Kalau semesta begitu buruk memberi polesan kesan hari-hari yang dijalani, senyur akan bersembunyi dalam hangat tutur lingkup kandung. Kalau daksa perlu tempat rehat dan menuang porsi atas padatnya kalimat rancu, maka penghuni gabah siap siaga memasang telinga.
Hari ke enam, tepat! Semua pahatan pencipta akan mewarnai penghujung minggu dengan berkelana tanpa tujuan atau eloknya akan ditemani sang pelukis harapan.
Di bawah penerang serupa warna swastamita, duduk tenang si senyur menatap iri sudut-sudut bahagia milik manusia lain. Seberang jalan ada sepasang manusia sedang dicumbu manisnya cinta. Dengan kurva manis, suara derai harsa, bumbu mesra. Sederhana tapi berhasil memicu rasa ketidakadilan dalam relung tuan dwi. Belum lagi beberapa kulawangsa dengan perangai buah cinta bergelut manja meminta perhatian orangtuanya. Sungguh, jika ada batu tak kasat mata akan dilempar dwi tepat sasaran. Hanya penonton kebahagiaan membuatnya dipenuhi sumpah serampah tak bernilai.
"agaknya aku tidak boleh membawa perasaan lebih. mereka juga punya waktu sedih sendiri."
Rumput yang awalnya hidup sejahtera kini tamat usia karena tangan dwi asik mencambuti tanpa ragu. Padang rumput sebagai alas atas bokong masih aman terpaku diam.
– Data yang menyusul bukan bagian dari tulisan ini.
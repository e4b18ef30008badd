//! Model clients
//!
//! [`ModelClient`] hides the provider behind one `send` call. The provider for
//! a model id is picked from [`MODEL_PREFIXES`] and built by the matching entry
//! of [`CLIENT_FACTORIES`].

mod anthropic;
mod error;
mod openai;

pub use anthropic::AnthropicClient;
pub use error::ProviderError;
pub use openai::OpenAiClient;

use crate::config::Settings;
use async_trait::async_trait;
use serde::{Deserialize, Serialize};
use std::{fmt, sync::Arc};

pub const DEFAULT_TEMPERATURE: f32 = 0.0;

/// One model call
#[derive(Debug, Clone, Default)]
pub struct ModelRequest {
    pub system_message: Option<String>,
    pub prompt: String,
    /// PNG image as a `data:` URL
    pub image_data: Option<String>,
    /// Ask the provider to answer with a JSON object
    pub json_mode: bool,
}

impl ModelRequest {
    pub fn new(prompt: impl Into<String>) -> Self {
        Self { prompt: prompt.into(), ..Default::default() }
    }

    /// Builder method: set system message
    pub fn with_system(mut self, system: impl Into<String>) -> Self {
        self.system_message = Some(system.into());
        self
    }

    /// Builder method: attach an image
    pub fn with_image(mut self, data_url: impl Into<String>) -> Self {
        self.image_data = Some(data_url.into());
        self
    }

    /// Builder method: request JSON output
    pub fn json(mut self) -> Self {
        self.json_mode = true;
        self
    }
}

#[derive(Debug, Clone, Copy, Default, PartialEq, Eq, Serialize, Deserialize)]
#[serde(rename_all = "camelCase")]
pub struct TokenUsage {
    pub prompt_tokens: u64,
    pub completion_tokens: u64,
    pub total_tokens: u64,
}

impl TokenUsage {
    pub fn new(prompt_tokens: u64, completion_tokens: u64) -> Self {
        Self { prompt_tokens, completion_tokens, total_tokens: prompt_tokens + completion_tokens }
    }
}

#[derive(Debug, Clone, PartialEq)]
pub struct ModelResponse {
    pub text: String,
    pub usage: Option<TokenUsage>,
}

/// A language model provider
#[async_trait]
pub trait ModelClient: Send + Sync {
    /// Model id requests are sent to
    fn model(&self) -> &str;

    async fn send(&self, request: &ModelRequest) -> Result<ModelResponse, ProviderError>;
}

#[derive(Debug, Clone, Copy, PartialEq, Eq, Hash, Serialize, Deserialize)]
pub enum Provider {
    OpenAi,
    Anthropic,
}

impl fmt::Display for Provider {
    fn fmt(&self, f: &mut fmt::Formatter<'_>) -> fmt::Result {
        match self {
            Provider::OpenAi => write!(f, "OpenAI"),
            Provider::Anthropic => write!(f, "Anthropic"),
        }
    }
}

/// Model id prefix to provider
pub const MODEL_PREFIXES: &[(&str, Provider)] = &[
    ("claude", Provider::Anthropic),
    ("gpt", Provider::OpenAi),
    ("chatgpt", Provider::OpenAi),
    ("o1", Provider::OpenAi),
    ("o3", Provider::OpenAi),
    ("o4", Provider::OpenAi),
];

/// Everything a client needs to talk to its provider
#[derive(Debug, Clone)]
pub struct ClientConfig {
    pub model: String,
    pub api_key: Option<String>,
    pub base_url: Option<String>,
    pub max_tokens: u32,
    pub temperature: f32,
}

type ClientFactory = fn(ClientConfig) -> Result<Arc<dyn ModelClient>, ProviderError>;

/// Provider to client constructor
pub const CLIENT_FACTORIES: &[(Provider, ClientFactory)] =
    &[(Provider::OpenAi, build_openai), (Provider::Anthropic, build_anthropic)];

fn build_openai(config: ClientConfig) -> Result<Arc<dyn ModelClient>, ProviderError> {
    Ok(Arc::new(OpenAiClient::new(config)?))
}

fn build_anthropic(config: ClientConfig) -> Result<Arc<dyn ModelClient>, ProviderError> {
    Ok(Arc::new(AnthropicClient::new(config)?))
}

/// Provider serving `model`, by id prefix
pub fn provider_for_model(model: &str) -> Option<Provider> {
    let model = model.to_ascii_lowercase();
    MODEL_PREFIXES.iter().find(|(prefix, _)| model.starts_with(prefix)).map(|(_, provider)| *provider)
}

/// Build the client for the model selected in `settings`
pub fn client_from_settings(settings: &Settings, max_tokens: u32) -> Result<Arc<dyn ModelClient>, ProviderError> {
    let model = settings.selected_model.clone();
    let provider = provider_for_model(&model).ok_or_else(|| ProviderError::UnsupportedModel(model.clone()))?;

    let (api_key, base_url) = match provider {
        Provider::OpenAi => (settings.resolved_openai_key(), settings.openai_base_url.clone()),
        Provider::Anthropic => (settings.resolved_anthropic_key(), settings.anthropic_base_url.clone()),
    };
    let config = ClientConfig { model, api_key, base_url, max_tokens, temperature: DEFAULT_TEMPERATURE };

    let factory = CLIENT_FACTORIES
        .iter()
        .find(|(p, _)| *p == provider)
        .map(|(_, factory)| *factory)
        .ok_or_else(|| ProviderError::UnsupportedModel(config.model.clone()))?;

    log::info!("using {} model {}", provider, config.model);
    factory(config)
}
Dua jam lamanya dia memandangi tanpa berminat pindah lokasi. Singkat saja, dia butuh wadah untuk menuang pilu tapi kemana? Teman saja tak punya apalagi kekasih. Satu-satunya tempat sudah berangkat menuju nirwana.
"hai, mas. butuh aqua?"
Itu suara seorang dara menawarkan barang dagangannya. Menaruh harapan kalau-kalau lawan bicara menerima penawaran dan dia bisa pulang membawa selembar uang untuk sesuap nasi.
Lantas dwi menengadahkan kepala, ingin lebih jelas melihat siapa gerangan pemilik suara. Ternyata satu taruni dengan perangai manis masih menunggu gerbong suara terbuka.
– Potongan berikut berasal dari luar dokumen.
//! Action execution
//!
//! [`ActionExecutor`] turns a parsed [`Action`] into DevTools input events.
//! Labels are resolved again on every call; nothing from the perception
//! cycle is cached besides the marker attributes written into the page.

mod dom_actions;

pub use dom_actions::DomActions;

use crate::{
    action::{Action, Operation},
    browser::TabHandle,
    config::AgentConfig,
    error::{AgentError, Result},
    utils::{is_relative, normalize_url, resolve_url},
};
use tokio::time::sleep;

/// What happened to an executed action
#[derive(Debug, Clone, Copy, PartialEq, Eq)]
pub enum Execution {
    Performed,
    /// The label resolved to nothing; the page was left untouched
    TargetNotFound,
    /// `finish` and `fail` have no remote effect
    NoOp,
}

pub struct ActionExecutor<'a> {
    tab: &'a dyn TabHandle,
    config: &'a AgentConfig,
}

impl<'a> ActionExecutor<'a> {
    pub fn new(tab: &'a dyn TabHandle, config: &'a AgentConfig) -> Self {
        Self { tab, config }
    }

    fn dom(&self) -> DomActions<'a> {
        DomActions::new(self.tab, self.config)
    }

    /// Perform `action` on the tab.
    ///
    /// A label that cannot be grounded is logged and reported as
    /// [`Execution::TargetNotFound`]; the task goes on with the next iteration.
    pub async fn execute(&self, action: &Action) -> Result<Execution> {
        log::info!("executing {}", action.operation.name());

        match self.perform(&action.operation).await {
            Err(AgentError::Grounding(reason)) => {
                log::warn!("{} skipped: {}", action.operation.name(), reason);
                Ok(Execution::TargetNotFound)
            }
            other => other,
        }
    }

    async fn perform(&self, operation: &Operation) -> Result<Execution> {
        let dom = self.dom();

        match operation {
            Operation::Click { label } => {
                let at = dom.locate(label).await?;
                dom.click_at(at).await?;
            }
            Operation::SetValue { label, value } => {
                self.set_value(label, value).await?;
            }
            Operation::SetValueAndEnter { label, value } => {
                self.set_value(label, &format!("{}\n", value)).await?;
            }
            Operation::Scroll { value } => dom.scroll(*value).await?,
            Operation::Wait => sleep(self.config.wait_duration).await,
            Operation::Navigate { url } => {
                let mut target = normalize_url(url);
                if is_relative(&target) {
                    let base = self.tab.current_url().await?;
                    target = resolve_url(&target, &base)
                        .ok_or_else(|| AgentError::Grounding(format!("cannot open `{}` relative to {}", target, base)))?;
                }
                self.tab.navigate(&target).await?;
                dom.wait_till_stable().await?;
            }
            Operation::Finish | Operation::Fail => return Ok(Execution::NoOp),
        }
        Ok(Execution::Performed)
    }

    async fn set_value(&self, label: &str, value: &str) -> Result<()> {
        let dom = self.dom();
        let at = dom.locate(label).await?;
        dom.click_at(at).await?;
        dom.select_all().await?;
        dom.type_text(value).await
    }
}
"boleh. saya beli satu ya."
"baik, mas. ini!"
"terimakasih. berapa?"
"hanya lima ribu saja."
"ini uangnya, kembaliannya ambil aja."
"terimakasih banyak, mas."
Kemudian sang dara memutuskan kembali menawarkan dagangan ke manusia lainnya. Dan dwi masih betah menatap kemana langkah kakinya- sang dara pergi, hingga kedapatan dia melihat dwi lalu memberi senyum selebar mungkin. Bibir itu sampai menipis karena mengikis tebal pemalut merah muda.
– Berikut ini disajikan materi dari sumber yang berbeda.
//! The page-control surface the agent drives.
//!
//! Everything the loop does to a page goes through [`TabHandle`]; the Chrome
//! implementation lives in [`super::session::ChromeTab`], tests use an
//! in-memory double.

use crate::error::Result;
use async_trait::async_trait;
use serde::{Deserialize, Serialize};
use serde_json::Value;

/// Remote DOM node id, valid until the next document change
#[derive(Debug, Clone, Copy, PartialEq, Eq, Hash, Serialize, Deserialize)]
pub struct NodeId(pub u32);

/// Remote JavaScript object id of a resolved node
#[derive(Debug, Clone, PartialEq, Eq, Hash, Serialize, Deserialize)]
pub struct ObjectId(pub String);

#[derive(Debug, Clone, Copy, PartialEq, Serialize, Deserialize)]
pub struct Point {
    pub x: f64,
    pub y: f64,
}

/// Border quad of an element, four corners clockwise from top-left
#[derive(Debug, Clone, PartialEq, Serialize, Deserialize)]
pub struct Quad(pub [f64; 8]);

impl Quad {
    /// Build from a CDP box-model quad; `None` when the slice is short
    pub fn from_slice(points: &[f64]) -> Option<Self> {
        let corners: [f64; 8] = points.get(..8)?.try_into().ok()?;
        Some(Self(corners))
    }

    /// Midpoint of the diagonal between the first and third corner
    pub fn center(&self) -> Point {
        let [x1, y1, _, _, x3, y3, _, _] = self.0;
        Point { x: (x1 + x3) / 2.0, y: (y1 + y3) / 2.0 }
    }
}

#[derive(Debug, Clone, Copy, PartialEq, Eq, Serialize, Deserialize)]
pub enum MouseEventKind {
    Pressed,
    Released,
    Moved,
}

#[derive(Debug, Clone, PartialEq, Serialize, Deserialize)]
pub struct MouseEvent {
    pub kind: MouseEventKind,
    pub at: Point,
    pub click_count: u32,
}

impl MouseEvent {
    pub fn new(kind: MouseEventKind, at: Point) -> Self {
        Self { kind, at, click_count: 1 }
    }
}

#[derive(Debug, Clone, Copy, PartialEq, Eq, Serialize, Deserialize)]
pub enum KeyEventKind {
    KeyDown,
    KeyUp,
    RawKeyDown,
    Char,
}

/// Modifier bit mask as used by the DevTools input domain
pub mod modifiers {
    pub const NONE: u32 = 0;
    pub const ALT: u32 = 1;
    pub const CTRL: u32 = 2;
    pub const META: u32 = 4;
    pub const SHIFT: u32 = 8;

    /// The modifier that drives editing shortcuts on this platform
    pub fn platform_command() -> u32 {
        if cfg!(target_os = "macos") { META } else { CTRL }
    }
}

#[derive(Debug, Clone, PartialEq, Serialize, Deserialize)]
pub struct KeyEvent {
    pub kind: KeyEventKind,
    pub modifiers: u32,
    pub text: Option<String>,
    pub key: Option<String>,
    pub code: Option<String>,
    pub windows_virtual_key_code: Option<u32>,
    /// Editing commands such as `selectAll`
    pub commands: Vec<String>,
}

impl KeyEvent {
    pub fn new(kind: KeyEventKind) -> Self {
        Self {
            kind,
            modifiers: modifiers::NONE,
            text: None,
            key: None,
            code: None,
            windows_virtual_key_code: None,
            commands: Vec::new(),
        }
    }

    /// Builder method: set the produced text
    pub fn with_text(mut self, text: impl Into<String>) -> Self {
        self.text = Some(text.into());
        self
    }

    /// Builder method: set modifier mask
    pub fn with_modifiers(mut self, modifiers: u32) -> Self {
        self.modifiers = modifiers;
        self
    }

    /// Builder method: set key name and code
    pub fn with_key(mut self, key: impl Into<String>, code: impl Into<String>, virtual_key_code: u32) -> Self {
        self.key = Some(key.into());
        self.code = Some(code.into());
        self.windows_virtual_key_code = Some(virtual_key_code);
        self
    }

    /// Builder method: attach an editing command
    pub fn with_command(mut self, command: impl Into<String>) -> Self {
        self.commands.push(command.into());
        self
    }
}

/// A controllable browser tab
#[async_trait]
pub trait TabHandle: Send + Sync {
    /// Acquire the debugger control session for this tab
    async fn attach(&self) -> Result<()>;

    /// Release the control session; safe to call when not attached
    async fn detach(&self) -> Result<()>;

    async fn current_url(&self) -> Result<String>;

    /// First node matching `selector`, `None` when nothing matches
    async fn query_selector(&self, selector: &str) -> Result<Option<NodeId>>;

    async fn resolve_node(&self, node: NodeId) -> Result<Option<ObjectId>>;

    /// Border quad of a resolved node
    async fn box_model(&self, object: &ObjectId) -> Result<Quad>;

    async fn dispatch_mouse_event(&self, event: MouseEvent) -> Result<()>;

    async fn dispatch_key_event(&self, event: KeyEvent) -> Result<()>;

    /// Evaluate an expression in the page and return its JSON value
    async fn evaluate(&self, expression: &str) -> Result<Value>;

    async fn navigate(&self, url: &str) -> Result<()>;

    /// PNG bytes of the visible viewport
    async fn capture_visible_tab(&self) -> Result<Vec<u8>>;

    /// Call a method of the in-page agent script with a JSON array of arguments
    async fn call_rpc(&self, method: &str, args: Value) -> Result<Value>;
}

#[cfg(test)]
mod tests {
    use super::*;

    #[test]
    fn test_quad_center() {
        let quad = Quad::from_slice(&[10.0, 20.0, 110.0, 20.0, 110.0, 60.0, 10.0, 60.0]).unwrap();
        assert_eq!(quad.center(), Point { x: 60.0, y: 40.0 });
    }

    #[test]
    fn test_quad_from_short_slice() {
        assert!(Quad::from_slice(&[1.0, 2.0, 3.0]).is_none());
    }

    #[test]
    fn test_key_event_builder() {
        let event = KeyEvent::new(KeyEventKind::KeyDown)
            .with_modifiers(modifiers::CTRL)
            .with_text("A")
            .with_command("selectAll");

        assert_eq!(event.modifiers, 2);
        assert_eq!(event.text.as_deref(), Some("A"));
        assert_eq!(event.commands, vec!["selectAll".to_string()]);
    }
}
Entah bagaimana prosesnya, taruni menghampiri tuan dwi. Tanpa izin darinya langsung menempatkan posisi ternyaman tepat di sampingnya.
"mas, malam minggu begini gak bawa pacar?"
kenapa sok akrab sih? Padahal aku gak kenal dia siapa
"ah iya, memang masih sendiri aja hehe."
"masih sendiri atau memaksa sendiri?"